(Saved entries)

────────

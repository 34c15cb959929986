// ABOUTME: Raw configuration layers with presence-aware fields.
// ABOUTME: Built-in defaults, config file, and environment merged leaf by leaf.

use serde::Deserialize;

use super::deserialize::empty_string_as_none;
use super::settings::{
    FunctionUpdateSettings, InvalidationSettings, PublishSettings, TriggerSettings,
};

pub const ENV_BUCKET: &str = "EDGESHIP_BUCKET";
pub const ENV_PREFIX: &str = "EDGESHIP_PREFIX";
pub const ENV_FUNCTION: &str = "EDGESHIP_FUNCTION";
pub const ENV_DISTRIBUTION: &str = "EDGESHIP_DISTRIBUTION";

const DEFAULT_REGION: &str = "us-east-1";

/// One configuration layer. Every leaf is optional so that "not given" can
/// be told apart from any concrete value.
#[derive(Debug, Clone, Default, Deserialize)]
pub struct RawConfig {
    #[serde(default)]
    pub object_store: RawObjectStore,
    #[serde(default)]
    pub function: RawFunction,
    #[serde(default)]
    pub edge: RawEdge,
    #[serde(default)]
    pub build: RawBuild,
    #[serde(default)]
    pub publish: Option<PublishSettings>,
    #[serde(default)]
    pub function_update: Option<FunctionUpdateSettings>,
    #[serde(default)]
    pub trigger: Option<TriggerSettings>,
    #[serde(default)]
    pub invalidation: Option<InvalidationSettings>,
}

#[derive(Debug, Clone, Default, Deserialize)]
pub struct RawObjectStore {
    #[serde(default, deserialize_with = "empty_string_as_none")]
    pub bucket: Option<String>,
    #[serde(default, deserialize_with = "empty_string_as_none")]
    pub prefix: Option<String>,
    #[serde(default, deserialize_with = "empty_string_as_none")]
    pub region: Option<String>,
}

#[derive(Debug, Clone, Default, Deserialize)]
pub struct RawFunction {
    #[serde(default, deserialize_with = "empty_string_as_none")]
    pub name: Option<String>,
    #[serde(default, deserialize_with = "empty_string_as_none")]
    pub region: Option<String>,
}

#[derive(Debug, Clone, Default, Deserialize)]
pub struct RawEdge {
    #[serde(default, deserialize_with = "empty_string_as_none")]
    pub distribution_id: Option<String>,
    #[serde(default, deserialize_with = "empty_string_as_none")]
    pub region: Option<String>,
}

#[derive(Debug, Clone, Default, Deserialize)]
pub struct RawBuild {
    #[serde(default, deserialize_with = "empty_string_as_none")]
    pub static_dir: Option<String>,
    #[serde(default, deserialize_with = "empty_string_as_none")]
    pub server_dir: Option<String>,
    #[serde(default, deserialize_with = "empty_string_as_none")]
    pub prerendered_dir: Option<String>,
    #[serde(default, deserialize_with = "empty_string_as_none")]
    pub output_dir: Option<String>,
}

impl RawConfig {
    pub fn from_yaml(yaml: &str) -> crate::error::Result<Self> {
        Ok(serde_yaml::from_str(yaml)?)
    }

    /// The baked-in lowest layer.
    pub fn defaults() -> Self {
        Self {
            object_store: RawObjectStore {
                bucket: None,
                prefix: None,
                region: Some(DEFAULT_REGION.to_string()),
            },
            function: RawFunction {
                name: None,
                region: Some(DEFAULT_REGION.to_string()),
            },
            edge: RawEdge {
                distribution_id: None,
                region: Some(DEFAULT_REGION.to_string()),
            },
            build: RawBuild {
                static_dir: Some("build/static".to_string()),
                server_dir: Some("build/server".to_string()),
                prerendered_dir: None,
                output_dir: Some(".edgeship".to_string()),
            },
            publish: Some(PublishSettings::default()),
            function_update: Some(FunctionUpdateSettings::default()),
            trigger: Some(TriggerSettings::default()),
            invalidation: Some(InvalidationSettings::default()),
        }
    }

    /// Deployment targets taken from `EDGESHIP_*` variables. Blank values
    /// are ignored.
    pub fn from_env() -> Self {
        let mut layer = Self::default();
        layer.object_store.bucket = env_value(ENV_BUCKET);
        layer.object_store.prefix = env_value(ENV_PREFIX);
        layer.function.name = env_value(ENV_FUNCTION);
        layer.edge.distribution_id = env_value(ENV_DISTRIBUTION);
        layer
    }

    /// Fill every leaf absent from `self` with the value from `fallback`.
    pub fn or(self, fallback: Self) -> Self {
        Self {
            object_store: RawObjectStore {
                bucket: self.object_store.bucket.or(fallback.object_store.bucket),
                prefix: self.object_store.prefix.or(fallback.object_store.prefix),
                region: self.object_store.region.or(fallback.object_store.region),
            },
            function: RawFunction {
                name: self.function.name.or(fallback.function.name),
                region: self.function.region.or(fallback.function.region),
            },
            edge: RawEdge {
                distribution_id: self.edge.distribution_id.or(fallback.edge.distribution_id),
                region: self.edge.region.or(fallback.edge.region),
            },
            build: RawBuild {
                static_dir: self.build.static_dir.or(fallback.build.static_dir),
                server_dir: self.build.server_dir.or(fallback.build.server_dir),
                prerendered_dir: self.build.prerendered_dir.or(fallback.build.prerendered_dir),
                output_dir: self.build.output_dir.or(fallback.build.output_dir),
            },
            publish: self.publish.or(fallback.publish),
            function_update: self.function_update.or(fallback.function_update),
            trigger: self.trigger.or(fallback.trigger),
            invalidation: self.invalidation.or(fallback.invalidation),
        }
    }
}

fn env_value(name: &str) -> Option<String> {
    std::env::var(name)
        .ok()
        .map(|v| v.trim().to_string())
        .filter(|v| !v.is_empty())
}
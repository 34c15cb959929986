// ABOUTME: Deployment state types for the type state pattern.
// ABOUTME: Each state carries the artifacts produced by the stages before it.

use super::invalidate::InvalidationOutcome;
use super::package::PackageSummary;
use super::publish::UploadReport;
use super::trigger::TriggerBinding;
use super::workspace::Workspace;
use crate::cloud::FunctionVersion;

/// Initial state: configuration resolved, nothing touched yet.
/// Available actions: `package()`
#[derive(Debug, Clone, Copy, Default)]
pub struct Initialized;

/// Server bundle staged and zipped inside the run's workspace.
/// Available actions: `publish_assets()`
#[derive(Debug)]
pub struct Packaged {
    pub(crate) workspace: Workspace,
    pub(crate) package: PackageSummary,
}

/// Static assets uploaded to object storage.
/// Available actions: `publish_function()`
#[derive(Debug)]
pub struct AssetsPublished {
    pub(crate) workspace: Workspace,
    pub(crate) package: PackageSummary,
    pub(crate) uploads: UploadReport,
}

/// New function version published. The workspace is gone by now.
/// Available actions: `bind_trigger()`
#[derive(Debug)]
pub struct FunctionPublished {
    pub(crate) package: PackageSummary,
    pub(crate) uploads: UploadReport,
    pub(crate) version: FunctionVersion,
}

/// Edge trigger points at the new version.
/// Available actions: `invalidate()`
#[derive(Debug)]
pub struct TriggerBound {
    pub(crate) package: PackageSummary,
    pub(crate) uploads: UploadReport,
    pub(crate) version: FunctionVersion,
    pub(crate) binding: TriggerBinding,
}

/// Completed: every stage ran; invalidation may have been skipped or failed.
/// Available actions: `finish()`
#[derive(Debug)]
pub struct Completed {
    pub(crate) package: PackageSummary,
    pub(crate) uploads: UploadReport,
    pub(crate) version: FunctionVersion,
    pub(crate) binding: TriggerBinding,
    pub(crate) invalidation: InvalidationOutcome,
}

────────

■ ACTION ITEM ■
Filter the entries down to the lines that include the string "const".

■ REPLY ■
pub const ENV_BUCKET: &str = "EDGESHIP_BUCKET";
pub const ENV_PREFIX: &str = "EDGESHIP_PREFIX";
pub const ENV_FUNCTION: &str = "EDGESHIP_FUNCTION";
pub const ENV_DISTRIBUTION: &str = "EDGESHIP_DISTRIBUTION";
const DEFAULT_REGION: &str = "us-east-1";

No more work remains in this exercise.